Will America's two largest minority groups become political friends or foes?
When the dust settled after the 2010 census and states began to redraw their congressional districts politicos and pundits hit the airwaves speculating on the impact the demographic shift would have on the 2012 elections...
When the dust settled after the 2010 Census and states began to redraw their Congressional districts politicos and pundits hit the airwaves speculating on the impact the demographic shift would have on the 2012 elections. Last week, in the New York democratic primary, New York State Senator Adriano Espaillat and Congressman Charles Rangel, the third most senior member in the House, went toe to toe in an historic primary that could become a bellwether for other districts that have seen similar demographic shifts that favor Latinos. NBC Latino has examined the racial implications of the Rangel v. Espiallat showdown and is asking if this race could be the first phase of a political rivalry gripping America’s two largest minority groups:
Is it really “brown versus black” in a New York congressional race which is making national headlines? A Dominican-American politician, state senator Adriano Espaillat, is 800 votes away from the votes cast for Congressman Charles Rangel, one of the country’s most well-known African American congressmen for over four decades. The primary might involve a recount, due to what the New York Times refers to as the “wildly dysfunctional planet” known as the New York City Board of Elections. But even without knowing the final result, some analysts say the race has already been a game changer.
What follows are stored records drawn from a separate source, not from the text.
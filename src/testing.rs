//! In-memory collaborators shared by the unit tests.

use std::cell::{Cell, RefCell};
use std::collections::HashMap;
use std::rc::Rc;

use async_trait::async_trait;
use futures::future::{self, FutureExt, LocalBoxFuture};

use crate::coordinator::effects::{Badge, Clock, Notification, Notifier};
use crate::error::{Result, TrackerError};
use crate::series::PageFetcher;
use crate::storage::{MemoryStorage, StorageBridge};

/// Clock whose timers fire on the first poll unless held.
pub struct FakeClock {
    now: Cell<f64>,
    timers_fire: Cell<bool>,
}

impl FakeClock {
    pub fn new(now: f64) -> Rc<Self> {
        Rc::new(FakeClock {
            now: Cell::new(now),
            timers_fire: Cell::new(true),
        })
    }

    /// Timers created from now on never fire.
    pub fn hold_timers(&self) {
        self.timers_fire.set(false);
    }

    pub fn advance(&self, ms: f64) {
        self.now.set(self.now.get() + ms);
    }
}

impl Clock for FakeClock {
    fn now_ms(&self) -> f64 {
        self.now.get()
    }

    fn sleep(&self, _ms: u32) -> LocalBoxFuture<'static, ()> {
        if self.timers_fire.get() {
            future::ready(()).boxed_local()
        } else {
            future::pending().boxed_local()
        }
    }
}

#[derive(Default)]
pub struct RecordingNotifier {
    pub notifications: RefCell<Vec<Notification>>,
    pub badges: RefCell<Vec<Badge>>,
}

impl RecordingNotifier {
    pub fn new() -> Rc<Self> {
        Rc::new(Self::default())
    }

    pub fn last_badge(&self) -> Option<Badge> {
        self.badges.borrow().last().copied()
    }
}

#[async_trait(?Send)]
impl Notifier for RecordingNotifier {
    async fn notify(&self, notification: Notification) -> Result<()> {
        self.notifications.borrow_mut().push(notification);
        Ok(())
    }

    async fn set_badge(&self, badge: Badge) -> Result<()> {
        self.badges.borrow_mut().push(badge);
        Ok(())
    }
}

pub enum FakePage {
    Body(String),
    Fail,
    /// Never resolves; only a timeout gets the caller out.
    Hang,
}

#[derive(Default)]
pub struct FakeFetcher {
    pages: RefCell<HashMap<String, FakePage>>,
    pub requests: RefCell<Vec<String>>,
}

impl FakeFetcher {
    pub fn new() -> Rc<Self> {
        Rc::new(Self::default())
    }

    pub fn serve(&self, url: &str, page: FakePage) {
        self.pages.borrow_mut().insert(url.to_string(), page);
    }
}

#[async_trait(?Send)]
impl PageFetcher for FakeFetcher {
    async fn fetch_text(&self, url: &str) -> Result<String> {
        self.requests.borrow_mut().push(url.to_string());
        let body = match self.pages.borrow().get(url) {
            Some(FakePage::Body(body)) => Some(body.clone()),
            Some(FakePage::Hang) => None,
            Some(FakePage::Fail) | None => {
                return Err(TrackerError::Fetch {
                    url: url.to_string(),
                    reason: "connection refused".to_string(),
                });
            }
        };
        match body {
            Some(body) => Ok(body),
            None => future::pending().await,
        }
    }
}

pub fn create_test_storage() -> (Rc<MemoryStorage>, StorageBridge) {
    let storage = Rc::new(MemoryStorage::new());
    let bridge = StorageBridge::new(storage.clone());
    (storage, bridge)
}
#[cfg(test)]
mod tests {
    use super::*;
    use crate::media::{ActiveTrackingRecord, MediaInfo, MediaPatch, MediaType, TrackingSession};
    use crate::storage::{MemoryStorage, StorageKey};
    use crate::testing::{create_test_storage, FakeClock, FakeFetcher, FakePage, RecordingNotifier};
    use futures::executor::{block_on, LocalPool};
    use futures::task::LocalSpawnExt;
    use serde_json::json;

    const URL: &str = "https://youtube.com/watch?v=abc";

    struct Harness {
        storage: Rc<MemoryStorage>,
        notifier: Rc<RecordingNotifier>,
        fetcher: Rc<FakeFetcher>,
        clock: Rc<FakeClock>,
        coordinator: SessionCoordinator,
    }

    fn create_test_coordinator() -> Harness {
        let (storage, bridge) = create_test_storage();
        let notifier = RecordingNotifier::new();
        let fetcher = FakeFetcher::new();
        let clock = FakeClock::new(1_000.0);
        let coordinator = SessionCoordinator::new(
            bridge,
            notifier.clone(),
            clock.clone(),
            fetcher.clone(),
            CoordinatorConfig::default(),
        );
        Harness {
            storage,
            notifier,
            fetcher,
            clock,
            coordinator,
        }
    }

    fn create_test_media() -> MediaInfo {
        MediaInfo {
            platform: "youtube".to_string(),
            media_type: MediaType::Video,
            title: "T".to_string(),
            url: URL.to_string(),
            progress: 0.0,
            duration: None,
            thumbnail: None,
            timestamp: 0.0,
            chapter: None,
            episode: None,
        }
    }

    fn sessions_of(response: &Response) -> Vec<TrackingSession> {
        serde_json::from_value(response.data.clone().unwrap()).unwrap()
    }

    fn persisted_view(storage: &MemoryStorage) -> Vec<ActiveTrackingRecord> {
        serde_json::from_value(storage.peek(StorageKey::ActiveTracking).unwrap()).unwrap()
    }

    #[test]
    fn test_session_scenarios() {
        let mut h = create_test_coordinator();
        let c = &mut h.coordinator;

        // A: start
        let response = block_on(c.handle(Some(7), Request::TrackingStart(create_test_media())));
        assert!(response.success);
        let sessions = sessions_of(&block_on(c.handle(None, Request::GetActiveSessions)));
        assert_eq!(sessions.len(), 1);
        assert_eq!(sessions[0].watch_time, 0.0);
        assert!(!sessions[0].completed);

        // B: patch
        block_on(c.handle(
            Some(7),
            Request::TrackingUpdate(MediaPatch {
                watch_time: Some(120.0),
                progress: Some(50.0),
                duration: Some(240.0),
                ..MediaPatch::default()
            }),
        ));
        let sessions = sessions_of(&block_on(c.handle(None, Request::GetActiveSessions)));
        assert_eq!(sessions[0].media_info.progress, 50.0);
        assert_eq!(sessions[0].media_info.duration, Some(240.0));
        assert_eq!(sessions[0].watch_time, 120.0);

        // C: update without start creates a second session
        block_on(c.handle(
            Some(8),
            Request::TrackingUpdate(MediaPatch {
                url: Some(URL.to_string()),
                watch_time: Some(200.0),
                ..MediaPatch::default()
            }),
        ));
        let sessions = sessions_of(&block_on(c.handle(None, Request::GetActiveSessions)));
        assert_eq!(sessions.len(), 2);
        let view = persisted_view(&h.storage);
        assert_eq!(view.len(), 1);
        assert_eq!(view[0].tab_id, 8);
        assert_eq!(view[0].watch_time, 200);

        // D: end tab 7
        let c = &mut h.coordinator;
        block_on(c.handle(Some(7), Request::TrackingEnd));
        let sessions = sessions_of(&block_on(c.handle(None, Request::GetActiveSessions)));
        assert_eq!(sessions.len(), 1);
        assert_eq!(sessions[0].tab_id, 8);
        let view = persisted_view(&h.storage);
        assert_eq!(view.len(), 1);
        assert_eq!(view[0].tab_id, 8);
    }

    #[test]
    fn test_end_without_session_succeeds() {
        let mut h = create_test_coordinator();
        let response = block_on(h.coordinator.handle(Some(3), Request::TrackingEnd));
        assert_eq!(response, Response::ok());
    }

    #[test]
    fn test_start_requires_sender_tab() {
        let mut h = create_test_coordinator();
        let response = block_on(h.coordinator.handle(None, Request::TrackingStart(create_test_media())));
        assert!(!response.success);
        assert!(h.storage.peek(StorageKey::ActiveTracking).is_none());
    }

    #[test]
    fn test_media_completed() {
        let mut h = create_test_coordinator();
        block_on(h.coordinator.handle(Some(7), Request::TrackingStart(create_test_media())));

        let completed = crate::media::CompletedMedia {
            media: create_test_media(),
            watch_time: Some(300.0),
        };
        let response = block_on(h.coordinator.handle(Some(7), Request::MediaCompleted(completed.clone())));
        assert!(response.success);

        // Appended independently of session state
        block_on(h.coordinator.handle(None, Request::MediaCompleted(completed)));
        let pending = block_on(h.coordinator.handle(None, Request::GetPendingCompletions));
        assert_eq!(pending.data.unwrap().as_array().unwrap().len(), 2);

        assert!(persisted_view(&h.storage)[0].completed);
        assert_eq!(h.notifier.notifications.borrow().len(), 2);
        assert_eq!(h.notifier.last_badge(), Some(Badge::Attention));

        block_on(h.coordinator.handle(None, Request::ClearPendingCompletions));
        assert_eq!(h.notifier.last_badge(), Some(Badge::Clear));
    }

    #[test]
    fn test_completion_respects_notification_setting() {
        let mut h = create_test_coordinator();
        block_on(h.coordinator.handle(
            None,
            Request::UpdateSettings(settings::SettingsPatch {
                notifications_enabled: Some(false),
                ..settings::SettingsPatch::default()
            }),
        ));

        let completed = crate::media::CompletedMedia {
            media: create_test_media(),
            watch_time: None,
        };
        block_on(h.coordinator.handle(Some(1), Request::MediaCompleted(completed)));

        assert!(h.notifier.notifications.borrow().is_empty());
        assert_eq!(h.notifier.last_badge(), Some(Badge::Attention));
    }

    #[test]
    fn test_completion_with_unreadable_notification_setting() {
        let mut h = create_test_coordinator();
        block_on(StorageBridge::new(h.storage.clone()).save(StorageKey::NotificationsEnabled, &json!("yes")))
            .unwrap();

        let completed = crate::media::CompletedMedia {
            media: create_test_media(),
            watch_time: None,
        };
        let response = block_on(h.coordinator.handle(Some(1), Request::MediaCompleted(completed)));

        assert!(response.success);
        assert_eq!(h.notifier.notifications.borrow().len(), 1);
        assert_eq!(h.notifier.last_badge(), Some(Badge::Attention));
        let pending = block_on(h.coordinator.handle(None, Request::GetPendingCompletions));
        assert_eq!(pending.data.unwrap().as_array().unwrap().len(), 1);
    }

    #[test]
    fn test_dismiss_clears_badge_when_empty() {
        let mut h = create_test_coordinator();
        let completed = crate::media::CompletedMedia {
            media: create_test_media(),
            watch_time: None,
        };
        block_on(h.coordinator.handle(Some(1), Request::MediaCompleted(completed)));
        let pending = block_on(h.coordinator.handle(None, Request::GetPendingCompletions));
        let id = pending.data.unwrap()[0]["id"].as_str().unwrap().to_string();

        let response = block_on(h.coordinator.handle(None, Request::DismissPendingCompletion { id }));
        assert_eq!(response.count, Some(0));
        assert_eq!(h.notifier.last_badge(), Some(Badge::Clear));
    }

    #[test]
    fn test_tab_close_recomputes_view() {
        let mut h = create_test_coordinator();
        block_on(h.coordinator.handle(Some(7), Request::TrackingStart(create_test_media())));
        assert_eq!(persisted_view(&h.storage).len(), 1);

        block_on(h.coordinator.tab_removed(7));
        assert!(persisted_view(&h.storage).is_empty());
    }

    #[test]
    fn test_rehydrates_after_restart() {
        let mut h = create_test_coordinator();
        block_on(h.coordinator.handle(Some(7), Request::TrackingStart(create_test_media())));

        let mut restarted = SessionCoordinator::new(
            StorageBridge::new(h.storage.clone()),
            h.notifier.clone(),
            h.clock.clone(),
            h.fetcher.clone(),
            CoordinatorConfig::default(),
        );
        assert_eq!(block_on(restarted.rehydrate()).unwrap(), 1);

        let sessions = sessions_of(&block_on(restarted.handle(None, Request::GetActiveSessions)));
        assert_eq!(sessions.len(), 1);
        assert_eq!(sessions[0].tab_id, 7);
    }

    #[test]
    fn test_settings_and_user_data() {
        let mut h = create_test_coordinator();
        let settings = block_on(h.coordinator.handle(None, Request::GetSettings));
        assert_eq!(settings.data.as_ref().unwrap()["trackingEnabled"], true);
        assert_eq!(settings.data.as_ref().unwrap()["notificationsEnabled"], true);

        block_on(h.coordinator.handle(None, Request::SaveUserData(json!({"name": "ana"}))));
        let data = block_on(h.coordinator.handle(None, Request::GetUserData));
        assert_eq!(data.data, Some(json!({"name": "ana"})));
    }

    #[test]
    fn test_add_completion_updates_badge_count() {
        let mut h = create_test_coordinator();
        let Value::Object(entry) = json!({"title": "Dune"}) else { unreachable!() };
        block_on(h.coordinator.handle(None, Request::AddCompletion(entry.clone())));
        block_on(h.coordinator.handle(None, Request::AddCompletion(entry)));

        assert_eq!(h.notifier.last_badge(), Some(Badge::Count(2)));
        let list = block_on(h.coordinator.handle(None, Request::GetCompletions));
        assert_eq!(list.data.unwrap().as_array().unwrap().len(), 2);
    }

    #[test]
    fn test_actor_serves_messages_and_series_checks() {
        let h = create_test_coordinator();
        block_on(StorageBridge::new(h.storage.clone()).save(
            StorageKey::SeriesBookmarks,
            &json!([{"id": "b1", "title": "S", "url": "https://x.example/s", "currentChapter": "10"}]),
        ))
        .unwrap();
        h.fetcher
            .serve("https://x.example/s", FakePage::Body("Chapter 10.5".to_string()));

        let mut pool = LocalPool::new();
        let (handle, run) = h.coordinator.into_actor();
        pool.spawner().spawn_local(run).unwrap();

        let start = json!({
            "type": "TRACKING_START",
            "data": {"platform": "youtube", "type": "video", "title": "T", "url": URL, "progress": 0}
        });
        assert!(pool.run_until(handle.dispatch(Some(7), start)).success);

        let unknown = pool.run_until(handle.dispatch(None, json!({"type": "PING"})));
        assert_eq!(unknown.error.as_deref(), Some("Unknown message type"));

        // E: series check through the alarm
        let response = pool.run_until(handle.on_alarm(SERIES_ALARM)).unwrap();
        assert_eq!(response.count, Some(1));
        assert_eq!(h.notifier.last_badge(), Some(Badge::SeriesUpdate));
        assert_eq!(h.notifier.notifications.borrow().len(), 1);
        assert!(pool.run_until(handle.on_alarm("other")).is_none());

        // F: mark everything read
        let response = pool.run_until(handle.dispatch(None, json!({"type": "MARK_ALL_SERIES_READ"})));
        assert!(response.success);
        assert_eq!(h.notifier.last_badge(), Some(Badge::Clear));
        let bookmarks = pool.run_until(handle.dispatch(None, json!({"type": "GET_SERIES_BOOKMARKS"})));
        let bookmark = &bookmarks.data.unwrap()[0];
        assert_eq!(bookmark["currentChapter"], "10.5");
        assert_eq!(bookmark["hasUpdate"], false);

        pool.run_until(handle.tab_removed(7)).unwrap();
        let sessions = pool.run_until(handle.dispatch(None, json!({"type": "GET_ACTIVE_SESSIONS"})));
        assert_eq!(sessions.data, Some(json!([])));
    }

    #[test]
    fn test_handle_reports_gone_coordinator() {
        let h = create_test_coordinator();
        let (handle, run) = h.coordinator.into_actor();
        drop(run);

        let response = block_on(handle.request(None, Request::GetSettings));
        assert_eq!(response.error, Some(TrackerError::CoordinatorGone.to_string()));
    }
}
//! Ollama local inference client.
//!
//! Streaming uses newline-delimited JSON rather than SSE.

use crate::http::{build_client, check_status, join_url, stream_ended, transport_error};
use async_stream::try_stream;
use async_trait::async_trait;
use futures_util::StreamExt;
use gateway_core::{
    ChatChunk, ChatMessage, ChunkStream, CompletionRequest, CompletionResponse, GatewayError,
    LLMProvider, Locality, ProviderType, Usage,
};
use reqwest::Client;
use serde::{Deserialize, Serialize};
use std::time::Duration;
use tracing::{debug, warn};

/// Default Ollama endpoint
pub const OLLAMA_BASE_URL: &str = "http://localhost:11434";

/// Ollama provider configuration
#[derive(Debug, Clone)]
pub struct OllamaConfig {
    /// Provider instance ID
    pub id: String,
    /// Server base URL
    pub base_url: String,
    /// Transport timeout
    pub timeout: Duration,
    /// Locality override, for Ollama servers on remote hosts
    pub locality: Option<Locality>,
}

impl OllamaConfig {
    /// Configuration for a local Ollama server
    #[must_use]
    pub fn new(id: impl Into<String>) -> Self {
        Self {
            id: id.into(),
            base_url: OLLAMA_BASE_URL.to_string(),
            timeout: Duration::from_secs(120),
            locality: None,
        }
    }

    /// Set the base URL
    #[must_use]
    pub fn with_base_url(mut self, base_url: impl Into<String>) -> Self {
        self.base_url = base_url.into();
        self
    }

    /// Set the timeout
    #[must_use]
    pub fn with_timeout(mut self, timeout: Duration) -> Self {
        self.timeout = timeout;
        self
    }

    /// Override locality
    #[must_use]
    pub fn with_locality(mut self, locality: Locality) -> Self {
        self.locality = Some(locality);
        self
    }
}

/// Ollama provider
pub struct OllamaProvider {
    config: OllamaConfig,
    client: Client,
}

impl std::fmt::Debug for OllamaProvider {
    fn fmt(&self, f: &mut std::fmt::Formatter<'_>) -> std::fmt::Result {
        f.debug_struct("OllamaProvider")
            .field("id", &self.config.id)
            .field("base_url", &self.config.base_url)
            .finish_non_exhaustive()
    }
}

impl OllamaProvider {
    /// Create a provider
    ///
    /// # Errors
    /// Returns error if the HTTP client cannot be created
    pub fn new(config: OllamaConfig) -> Result<Self, GatewayError> {
        let client = build_client(config.timeout)?;
        Ok(Self { config, client })
    }

    async fn send(
        &self,
        request: &CompletionRequest,
        stream: bool,
    ) -> Result<reqwest::Response, GatewayError> {
        let body = OllamaRequest {
            model: &request.model,
            messages: &request.messages,
            stream,
            options: OllamaOptions {
                temperature: request.temperature,
                num_predict: request.max_tokens,
            },
        };

        let response = self
            .client
            .post(join_url(&self.config.base_url, "api/chat"))
            .json(&body)
            .send()
            .await
            .map_err(|e| transport_error(&self.config.id, &e))?;
        check_status(&self.config.id, response).await
    }
}

#[async_trait]
impl LLMProvider for OllamaProvider {
    fn id(&self) -> &str {
        &self.config.id
    }

    fn provider_type(&self) -> ProviderType {
        ProviderType::Ollama
    }

    fn locality(&self) -> Locality {
        self.config.locality.unwrap_or(Locality::Local)
    }

    async fn complete(
        &self,
        request: &CompletionRequest,
    ) -> Result<CompletionResponse, GatewayError> {
        debug!(provider = %self.config.id, model = %request.model, "Sending chat request");
        let response = self.send(request, false).await?;

        let parsed: OllamaChunk = response.json().await.map_err(|e| {
            GatewayError::provider(
                &self.config.id,
                format!("Failed to parse response: {e}"),
                None,
                false,
            )
        })?;

        Ok(CompletionResponse::new(
            &self.config.id,
            parsed.model.unwrap_or_else(|| request.model.clone()),
            parsed.message.map(|m| m.content).unwrap_or_default(),
            Usage::new(parsed.prompt_eval_count, parsed.eval_count),
        )
        .with_finish_reason(parsed.done_reason.or_else(|| Some("stop".to_string()))))
    }

    async fn stream(&self, request: &CompletionRequest) -> Result<ChunkStream, GatewayError> {
        debug!(provider = %self.config.id, model = %request.model, "Opening chat stream");
        let response = self.send(request, true).await?;
        let provider = self.config.id.clone();

        let stream = try_stream! {
            let mut bytes = response.bytes_stream();
            let mut buffer: Vec<u8> = Vec::new();
            let mut finished: Option<ChatChunk> = None;

            'read: while let Some(piece) = bytes.next().await {
                let piece = piece.map_err(|e| transport_error(&provider, &e))?;
                buffer.extend_from_slice(&piece);

                while let Some(pos) = buffer.iter().position(|b| *b == b'\n') {
                    let line: Vec<u8> = buffer.drain(..=pos).collect();
                    let Some(chunk) = parse_line(&provider, &line) else {
                        continue;
                    };
                    if let Some(error) = chunk.error {
                        Err::<(), _>(GatewayError::provider(&provider, error, None, true))?;
                    }
                    if let Some(text) = chunk.message.map(|m| m.content).filter(|t| !t.is_empty()) {
                        yield ChatChunk::delta(text);
                    }
                    if chunk.done {
                        finished = Some(ChatChunk::finished(
                            chunk.done_reason.unwrap_or_else(|| "stop".to_string()),
                            Some(Usage::new(chunk.prompt_eval_count, chunk.eval_count)),
                        ));
                        break 'read;
                    }
                }
            }

            match finished {
                Some(last) => {
                    yield last;
                }
                None => {
                    Err::<(), _>(stream_ended(&provider))?;
                }
            }
        };

        Ok(Box::pin(stream))
    }
}

fn parse_line(provider: &str, line: &[u8]) -> Option<OllamaChunk> {
    let line = std::str::from_utf8(line).ok()?.trim();
    if line.is_empty() {
        return None;
    }
    match serde_json::from_str(line) {
        Ok(chunk) => Some(chunk),
        Err(e) => {
            warn!(provider = %provider, error = %e, "Skipping unparsable stream line");
            None
        }
    }
}

// ============================================================================
// Ollama API Types
// ============================================================================

#[derive(Debug, Serialize)]
struct OllamaRequest<'a> {
    model: &'a str,
    messages: &'a [ChatMessage],
    stream: bool,
    options: OllamaOptions,
}

#[derive(Debug, Serialize)]
struct OllamaOptions {
    #[serde(skip_serializing_if = "Option::is_none")]
    temperature: Option<f32>,
    #[serde(skip_serializing_if = "Option::is_none")]
    num_predict: Option<u32>,
}

#[derive(Debug, Deserialize)]
struct OllamaChunk {
    #[serde(default)]
    model: Option<String>,
    #[serde(default)]
    message: Option<OllamaMessage>,
    #[serde(default)]
    done: bool,
    #[serde(default)]
    done_reason: Option<String>,
    #[serde(default)]
    prompt_eval_count: u32,
    #[serde(default)]
    eval_count: u32,
    #[serde(default)]
    error: Option<String>,
}

#[derive(Debug, Deserialize)]
struct OllamaMessage {
    #[serde(default)]
    content: String,
}

#[cfg(test)]
mod tests {
    use super::*;

    #[test]
    fn test_parse_line() {
        let chunk = parse_line(
            "ollama",
            br#"{"model":"llama3.2","message":{"role":"assistant","content":"Hi"},"done":false}"#,
        )
        .unwrap();
        assert_eq!(chunk.message.unwrap().content, "Hi");
        assert!(!chunk.done);

        assert!(parse_line("ollama", b"  \n").is_none());
        assert!(parse_line("ollama", b"not json\n").is_none());
    }

    #[test]
    fn test_final_line_carries_usage() {
        let chunk = parse_line(
            "ollama",
            concat!(
                r#"{"model":"llama3.2","message":{"role":"assistant","content":""},"#,
                r#""done":true,"done_reason":"stop","prompt_eval_count":26,"eval_count":12}"#,
            )
            .as_bytes(),
        )
        .unwrap();
        assert!(chunk.done);
        assert_eq!(chunk.prompt_eval_count, 26);
        assert_eq!(chunk.eval_count, 12);
    }
}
“Even with a low voter turnout, the fact that Espaillat is this close and the media is talking about it is pretty amazing,” says Angelo Falcón, a political scientist at the National Institute for Latino Policy. “After this, politicians will not take the Dominican community for granted again.”
At the Espaillat campaign office, Libbys Ceballos, who immigrated from the Dominican Republic thirty years ago, says no matter the outcome, “para mi, el ganó.” (for me, he won). Ceballos, who says she became politically involved after her raising her now grown children, says there is a real value in working to see “one of their own” make it to Congress. “Imagine a child in this community who wants to study political science, and sees a role model in Espaillat,” she says.